• WORK ORDER
Each record is to be reproduced verbatim.
(Beginning of DATA TO PROCESS)
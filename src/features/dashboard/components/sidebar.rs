use leptos::prelude::*;
use crate::app::AppView;
use crate::core::{DashboardNav, DashboardTab};

#[component]
pub fn DashboardSidebar(
    nav: RwSignal<DashboardNav>,
    #[prop(into)] on_select: Callback<DashboardTab>,
    #[prop(into)] on_close: Callback<()>,
) -> impl IntoView {
    let navigate = use_context::<WriteSignal<AppView>>().expect("navigate context");

    view! {
        <div
            class="sidebar-backdrop"
            class:visible=move || nav.with(|n| n.sidebar_open())
            on:click=move |_| on_close.run(())
        ></div>
        <aside class="dashboard-sidebar" class:open=move || nav.with(|n| n.sidebar_open())>
            <div class="sidebar-brand">
                <span class="brand-mark">"◎"</span>
                <span class="brand-name">"LCA Studio"</span>
                <button class="sidebar-close" title="Close menu" on:click=move |_| on_close.run(())>"×"</button>
            </div>
            <nav class="sidebar-nav">
                {DashboardTab::all().into_iter().map(|tab| {
                    view! {
                        <button
                            class="sidebar-item"
                            class:active=move || nav.with(|n| n.is_active(tab))
                            on:click=move |_| on_select.run(tab)
                        >
                            <span class="sidebar-icon">{tab.icon()}</span>
                            <span>{tab.as_str()}</span>
                        </button>
                    }
                }).collect_view()}
            </nav>
            <button class="sidebar-item back-to-site" on:click=move |_| navigate.set(AppView::Landing)>
                "← Back to site"
            </button>
        </aside>
    }
}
(End of DATA TO PROCESS)
• TASK SOLUTION
filename src/features/dashboard/components/sidebar.rs
use leptos::prelude::*;
use crate::app::AppView;
use crate::core::{DashboardNav, DashboardTab};

#[component]
pub fn DashboardSidebar(
    nav: RwSignal<DashboardNav>,
    #[prop(into)] on_select: Callback<DashboardTab>,
    #[prop(into)] on_close: Callback<()>,
) -> impl IntoView {
    let navigate = use_context::<WriteSignal<AppView>>().expect("navigate context");

    view! {
        <div
            class="sidebar-backdrop"
            class:visible=move || nav.with(|n| n.sidebar_open())
            on:click=move |_| on_close.run(())
        ></div>
        <aside class="dashboard-sidebar" class:open=move || nav.with(|n| n.sidebar_open())>
            <div class="sidebar-brand">
                <span class="brand-mark">"◎"</span>
                <span class="brand-name">"LCA Studio"</span>
                <button class="sidebar-close" title="Close menu" on:click=move |_| on_close.run(())>"×"</button>
            </div>
            <nav class="sidebar-nav">
                {DashboardTab::all().into_iter().map(|tab| {
                    view! {
                        <button
                            class="sidebar-item"
                            class:active=move || nav.with(|n| n.is_active(tab))
                            on:click=move |_| on_select.run(tab)
                        >
                            <span class="sidebar-icon">{tab.icon()}</span>
                            <span>{tab.as_str()}</span>
                        </button>
                    }
                }).collect_view()}
            </nav>
            <button class="sidebar-item back-to-site" on:click=move |_| navigate.set(AppView::Landing)>
                "← Back to site"
            </button>
        </aside>
    }
}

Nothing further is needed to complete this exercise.